Why it works: it confesses its own medium, gives them an out on intent, and asks for almost nothing — which makes it easy to take well.
When it's a pattern, not a one-off:
"I've noticed that when I share good news, the subject changes fast — and I've caught myself not telling you things anymore. I hate that. I'm telling you because I want to be able to share my life with you, not to put you on trial."
Why it works: "I've started not telling you things" shows the cost to the friendship, which is more persuasive than any accusation.
When they embarrassed you in front of people:
"I didn't say anything at dinner because I didn't want to make it a scene, but that story about me wasn't yours to tell. I need to know that what I tell you privately stays private. Can you do that?"
Why it works: it explains the delay, names the boundary, and ends on a yes-or-no question they have to actually answer.
What NOT to say
The alternatives to saying it straight all promise less conflict and all deliver more — just later, with interest. Here's what they look like in the wild.
- "It's fine." Followed by three weeks of one-word replies. That's not peace, it's passive aggression on layaway — and they'll feel the cold without knowing the cause.
- The sarcastic jab. "Oh wow, you actually showed up this time" delivers the grievance with deniability, which means it can be laughed off and nothing changes.

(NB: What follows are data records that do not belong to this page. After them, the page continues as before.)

use std::fmt;

use serde::{Deserialize, Serialize};

#[derive(Clone, Debug, PartialEq, Eq, Hash, PartialOrd, Ord, Serialize, Deserialize)]
#[serde(transparent)]
pub struct SessionId(String);

impl SessionId {
    pub fn new(id: impl Into<String>) -> Self {
        SessionId(id.into())
    }

    pub fn as_str(&self) -> &str {
        &self.0
    }
}

impl fmt::Display for SessionId {
    fn fmt(&self, f: &mut fmt::Formatter<'_>) -> fmt::Result {
        f.write_str(&self.0)
    }
}

impl From<&str> for SessionId {
    fn from(value: &str) -> Self {
        SessionId(value.to_string())
    }
}

/// Identity of a connected participant, as asserted by the membership service.
#[derive(Clone, Debug, PartialEq, Eq, Hash, PartialOrd, Ord, Serialize, Deserialize)]
#[serde(transparent)]
pub struct ParticipantId(String);

impl ParticipantId {
    pub fn new(id: impl Into<String>) -> Self {
        ParticipantId(id.into())
    }

    pub fn as_str(&self) -> &str {
        &self.0
    }
}

impl fmt::Display for ParticipantId {
    fn fmt(&self, f: &mut fmt::Formatter<'_>) -> fmt::Result {
        f.write_str(&self.0)
    }
}

impl From<&str> for ParticipantId {
    fn from(value: &str) -> Self {
        ParticipantId(value.to_string())
    }
}

/// Session lifecycle: `CREATED -> ACTIVE -> {WRITER_DISCONNECTED <-> ACTIVE} -> ENDED`.
#[derive(Clone, Copy, Debug, PartialEq, Eq, Hash, Serialize, Deserialize)]
#[serde(rename_all = "SCREAMING_SNAKE_CASE")]
pub enum SessionStatus {
    Created,
    Active,
    WriterDisconnected,
    Ended,
}

impl SessionStatus {
    pub fn is_terminal(&self) -> bool {
        matches!(self, SessionStatus::Ended)
    }
}

impl fmt::Display for SessionStatus {
    fn fmt(&self, f: &mut fmt::Formatter<'_>) -> fmt::Result {
        let s = match self {
            SessionStatus::Created => "CREATED",
            SessionStatus::Active => "ACTIVE",
            SessionStatus::WriterDisconnected => "WRITER_DISCONNECTED",
            SessionStatus::Ended => "ENDED",
        };
        f.write_str(s)
    }
}
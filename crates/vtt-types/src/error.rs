use std::fmt;

use serde::{Deserialize, Serialize};

/// Error taxonomy reported in update responses.
#[derive(Clone, Copy, Debug, PartialEq, Eq, Hash, Serialize, Deserialize)]
#[serde(rename_all = "SCREAMING_SNAKE_CASE")]
pub enum ErrorCode {
    /// Stale base version; reconcile and retry.
    VersionConflict,
    /// Malformed or type-mismatched operation; nothing applied.
    ValidationError,
    /// Internal fault mid-apply; fully rolled back, retryable.
    TransactionFailed,
    /// Unknown or ended session.
    SessionNotFound,
    /// Not the writer, or the writer is disconnected.
    PermissionDenied,
}

impl ErrorCode {
    pub fn as_str(&self) -> &'static str {
        match self {
            ErrorCode::VersionConflict => "VERSION_CONFLICT",
            ErrorCode::ValidationError => "VALIDATION_ERROR",
            ErrorCode::TransactionFailed => "TRANSACTION_FAILED",
            ErrorCode::SessionNotFound => "SESSION_NOT_FOUND",
            ErrorCode::PermissionDenied => "PERMISSION_DENIED",
        }
    }
}

impl fmt::Display for ErrorCode {
    fn fmt(&self, f: &mut fmt::Formatter<'_>) -> fmt::Result {
        f.write_str(self.as_str())
    }
}
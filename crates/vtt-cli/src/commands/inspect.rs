//! `vtt inspect` command: read persisted sessions straight from the store.

use anyhow::{Context, Result};
use clap::Args;
use serde_json::json;
use vtt_store::{DocumentStore, FsStore};
use vtt_types::SessionId;

use crate::opts::{GlobalOpts, store_root};
use crate::output::print_success;

#[derive(Args, Debug)]
pub struct InspectArgs {
    /// Session to show; lists every stored session when omitted
    pub session: Option<String>,

    /// Include the full state document
    #[arg(long)]
    pub state: bool,

    /// Include the exploded entity rows
    #[arg(long)]
    pub entities: bool,
}

pub fn cmd_inspect(opts: &GlobalOpts, args: &InspectArgs) -> Result<()> {
    let store = FsStore::open(store_root(opts)?).context("open store")?;

    let Some(session) = &args.session else {
        let ids: Vec<String> = store
            .list_sessions()?
            .into_iter()
            .map(|id| id.to_string())
            .collect();
        return print_success(opts, json!(ids), vec![]);
    };

    let id = SessionId::new(session.clone());
    let record = store
        .get_session(&id)?
        .with_context(|| format!("session '{session}' not found in store"))?;
    let mut data = json!({
        "sessionId": record.session_id,
        "writer": record.writer,
        "participants": record.participants,
        "status": record.status,
        "version": record.version,
        "hash": record.hash,
        "syncedAtMs": record.synced_at_ms,
    });
    if let Some(obj) = data.as_object_mut() {
        if args.state {
            obj.insert("state".into(), serde_json::Value::from(&record.state));
        }
        if args.entities {
            obj.insert("entities".into(), serde_json::to_value(store.get_entities(&id)?)?);
        }
    }
    print_success(opts, data, vec![])
}
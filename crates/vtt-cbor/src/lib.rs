//! Canonical CBOR helpers and stable SHA-256 digests for session state.
//!
//! Every digest the engine exposes (session hashes, persisted record hashes)
//! is computed over the canonical CBOR encoding produced here, so two values
//! that are structurally equal always hash identically regardless of how the
//! in-memory maps were built.

use std::fmt;
use std::str::FromStr;

use serde::de::{self, DeserializeOwned};
use serde::{Deserialize, Deserializer, Serialize, Serializer};
use sha2::{Digest, Sha256};

/// Prefix carried by every rendered digest.
pub const HASH_PREFIX: &str = "sha256:";

/// Canonical CBOR bytes for `value`: map keys sorted at every depth,
/// sequences positional, prefixed with the self-describe tag.
pub fn to_canonical_cbor<T: Serialize>(value: &T) -> Result<Vec<u8>, serde_cbor::Error> {
    // `serde_cbor::Value` keeps maps in a BTreeMap, which fixes key order.
    let tree = serde_cbor::value::to_value(value)?;
    let mut out = Vec::new();
    let mut ser = serde_cbor::ser::Serializer::new(&mut out);
    ser.self_describe()?;
    tree.serialize(&mut ser)?;
    Ok(out)
}

pub fn from_canonical_cbor<T: DeserializeOwned>(bytes: &[u8]) -> Result<T, serde_cbor::Error> {
    serde_cbor::from_slice(bytes)
}

/// SHA-256 digest, rendered as `sha256:<64 hex chars>`.
#[derive(Clone, Copy, PartialEq, Eq, Hash, PartialOrd, Ord)]
pub struct Hash([u8; 32]);

impl Hash {
    /// Digest of the canonical CBOR encoding of `value`.
    pub fn of_cbor<T: Serialize>(value: &T) -> Result<Self, serde_cbor::Error> {
        to_canonical_cbor(value).map(|bytes| Self::of_bytes(&bytes))
    }

    pub fn of_bytes(bytes: &[u8]) -> Self {
        let mut raw = [0u8; 32];
        raw.copy_from_slice(&Sha256::digest(bytes));
        Hash(raw)
    }

    pub fn to_hex(&self) -> String {
        let mut out = String::with_capacity(HASH_PREFIX.len() + 64);
        out.push_str(HASH_PREFIX);
        out.push_str(&hex::encode(self.0));
        out
    }

    pub fn from_hex_str(s: &str) -> Result<Self, HashParseError> {
        let Some(digits) = s.strip_prefix(HASH_PREFIX) else {
            return Err(HashParseError::MissingPrefix);
        };
        if digits.len() != 64 {
            return Err(HashParseError::InvalidLength(digits.len()));
        }
        let mut raw = [0u8; 32];
        hex::decode_to_slice(digits, &mut raw)?;
        Ok(Hash(raw))
    }
}

impl fmt::Display for Hash {
    fn fmt(&self, f: &mut fmt::Formatter<'_>) -> fmt::Result {
        f.write_str(&self.to_hex())
    }
}

impl fmt::Debug for Hash {
    fn fmt(&self, f: &mut fmt::Formatter<'_>) -> fmt::Result {
        write!(f, "Hash({self})")
    }
}

impl FromStr for Hash {
    type Err = HashParseError;

    fn from_str(s: &str) -> Result<Self, Self::Err> {
        Self::from_hex_str(s)
    }
}

impl Serialize for Hash {
    fn serialize<S: Serializer>(&self, serializer: S) -> Result<S::Ok, S::Error> {
        serializer.collect_str(self)
    }
}

impl<'de> Deserialize<'de> for Hash {
    fn deserialize<D: Deserializer<'de>>(deserializer: D) -> Result<Self, D::Error> {
        String::deserialize(deserializer)?
            .parse()
            .map_err(de::Error::custom)
    }
}

#[derive(Debug, thiserror::Error)]
pub enum HashParseError {
    #[error("digest must start with '{HASH_PREFIX}'")]
    MissingPrefix,
    #[error("digest needs 64 hex characters, found {0}")]
    InvalidLength(usize),
    #[error("digest is not hex: {0}")]
    InvalidHex(#[from] hex::FromHexError),
}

- The ambush with an audience. Raising it at the group hangout recruits witnesses, and people defend themselves in front of witnesses instead of hearing you.
- "You ALWAYS do this." Always converts one fixable incident into a character verdict, and character verdicts get appealed, not apologized for.
If they respond badly
A wobbly first reaction isn't the verdict — most people need a beat to get past the sting of hearing they hurt someone. Judge the second response, not the first.
If you get the non-apology — "I'm sorry you feel that way":
"That's an apology for my feelings, not for the thing. I'm not asking you to grovel — I'm asking you to get why it landed badly. Can we try that part again?"
Why it works: it names the dodge in one sentence and immediately offers a way back, so calling it out doesn't end the conversation.
If they counter-attack with your own offenses:
"If I've hurt you, I genuinely want to hear about it — separately, and I'll take it seriously. But this conversation is about the birthday thing, and if we trade charges, neither of us gets heard."
Why it works: it accepts their grievance as real without letting it function as a shield against yours.
A friend who can hear "you hurt me" and stay in the room is a friend worth the awkward ten minutes. A friend who punishes you every time you're honest is answering a bigger question than the one you asked. And once it's repaired, let it be repaired — no anniversary citations, no saving it as ammunition for the next disagreement. The point of saying it out loud was to put it down.